As the district court pointed out in In re Calpine Corp., 365 B.R. 401 (S.D.N.Y. 2007):

there is a limited exception to the imminent irreparable harm requirement that permits the court to issue a "preliminary injunction in the bankruptcy context where the action to be enjoined is one that threatens the reorganization process." However, "[e]ven under this narrow exception, the threat to the reorganization process must be imminent, substantial and irreparable."
Id., at 409-10 (citations and footnotes omitted) (quoting Hawaii Structural Ironworkers Pension Trust Fund v. Calpine Corp., Inc., No. 06 Civ. 5358 (PKC), 2006 W.L. 3755175, *4 (Dec. 20, 2006)). "Where there is a showing that the action sought to be enjoined would burden, delay or otherwise impede the reorganization proceedings or if the stay is necessary to preserve or protect the debtor's estate or reorganization prospects, the Bankruptcy Court may issue injunctive relief." In re Calpine Corp., 354 B.R. 45, 48 (Bkrtcy. S.D.N.Y. 2006) (emphasis added).

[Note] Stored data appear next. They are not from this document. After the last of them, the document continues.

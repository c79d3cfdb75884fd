use super::BlobStore;
use crate::errors::RemoteError;
use async_trait::async_trait;
use serde_json::Value;
use std::collections::HashMap;
use std::sync::Mutex;
use std::sync::atomic::{AtomicBool, AtomicUsize, Ordering};

/// In-process blob store. Can be switched into a failing mode to simulate
/// an unreachable backend.
#[derive(Default)]
pub struct MemoryBlobStore {
    docs: Mutex<HashMap<String, Value>>,
    next_id: AtomicUsize,
    writes: AtomicUsize,
    unreachable: AtomicBool,
}

impl MemoryBlobStore {
    pub fn new() -> Self {
        Self::default()
    }

    pub fn set_unreachable(&self, unreachable: bool) {
        self.unreachable.store(unreachable, Ordering::SeqCst);
    }

    /// Number of successful `create` and `update` calls.
    pub fn write_count(&self) -> usize {
        self.writes.load(Ordering::SeqCst)
    }

    pub fn document(&self, id: &str) -> Option<Value> {
        self.docs.lock().ok()?.get(id).cloned()
    }

    pub fn insert(&self, id: &str, doc: Value) {
        if let Ok(mut docs) = self.docs.lock() {
            docs.insert(id.to_string(), doc);
        }
    }

    fn check_reachable(&self) -> Result<(), RemoteError> {
        if self.unreachable.load(Ordering::SeqCst) {
            return Err(RemoteError::Transport("memory store unreachable".to_string()));
        }
        Ok(())
    }

    fn docs(&self) -> Result<std::sync::MutexGuard<'_, HashMap<String, Value>>, RemoteError> {
        self.docs
            .lock()
            .map_err(|_| RemoteError::Transport("memory store poisoned".to_string()))
    }
}

#[async_trait]
impl BlobStore for MemoryBlobStore {
    fn backend_name(&self) -> &str {
        "memory"
    }

    async fn create(&self, doc: &Value) -> Result<String, RemoteError> {
        self.check_reachable()?;
        let id = format!("mem-{}", self.next_id.fetch_add(1, Ordering::SeqCst) + 1);
        self.docs()?.insert(id.clone(), doc.clone());
        self.writes.fetch_add(1, Ordering::SeqCst);
        Ok(id)
    }

    async fn read(&self, id: &str) -> Result<Value, RemoteError> {
        self.check_reachable()?;
        self.docs()?
            .get(id)
            .cloned()
            .ok_or_else(|| RemoteError::NotFound(id.to_string()))
    }

    async fn update(&self, id: &str, doc: &Value) -> Result<(), RemoteError> {
        self.check_reachable()?;
        let mut docs = self.docs()?;
        let slot = docs
            .get_mut(id)
            .ok_or_else(|| RemoteError::NotFound(id.to_string()))?;
        *slot = doc.clone();
        self.writes.fetch_add(1, Ordering::SeqCst);
        Ok(())
    }

    async fn delete(&self, id: &str) -> Result<(), RemoteError> {
        self.check_reachable()?;
        self.docs()?
            .remove(id)
            .map(|_| ())
            .ok_or_else(|| RemoteError::NotFound(id.to_string()))
    }
}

PJC obtained post petition financing from Marquette Business Credit, Inc. ("Marquette"). PJC now argues that the stock sale will trigger the default provisions of its financing agreement with Marquette and speculates that, as a result, Marquette will holdd PJC in default. However, the evidence before Judge Ninfo showed that Marquette was not then "in a position to predict or determine what, if any, actions it will take upon the occurrence of future Defaults or Events of Default, including, without limitation, such that may arise from the Defendant's proposed UCC sale, no matter who the buyer might be." (Statement of Marquette Business Credit, Inc., In re PJC Technologies, No. 09-22733 (Docket No. 9) ¶ 4 (W.D.N.Y. Bankr. Jan. 8, 2010).) Moreover, PJC's assertion that the stock sale will result in the removal of its CEO is, likewise, speculative, as is the contention that management employees will leave the company. Thus, on the underlying matter, Judge Ninfo's decision to deny the issuance of a preliminary injunction enjoining the stock sale, PJC has not shown a substantial possibility of success on appeal.

CONCLUSION

PJC's application (Docket No. 2) for a stay pending appeal is denied. PJC is directed to advise the Court by February 26, 2010, whether the appeal will be discontinued in light of the Court's ruling on the stay.

IT IS SO ORDERED.


Summaries of

PJC Technologies, Inc. v. C3 Capital Partners

United States District Court, W.D. New York
Jan 27, 2010
10-MC-6005-CJS (W.D.N.Y. Jan. 27, 2010)
Case details for

PJC Technologies, Inc. v. C3 Capital Partners

Case Details

Full title:PJC TECHNOLOGIES, INC. d/b/a Metro Circuits and d/b/a Speedy Circuits…

Court:United States District Court, W.D. New York

Date published: Jan 27, 2010

Citations

10-MC-6005-CJS (W.D.N.Y. Jan. 27, 2010)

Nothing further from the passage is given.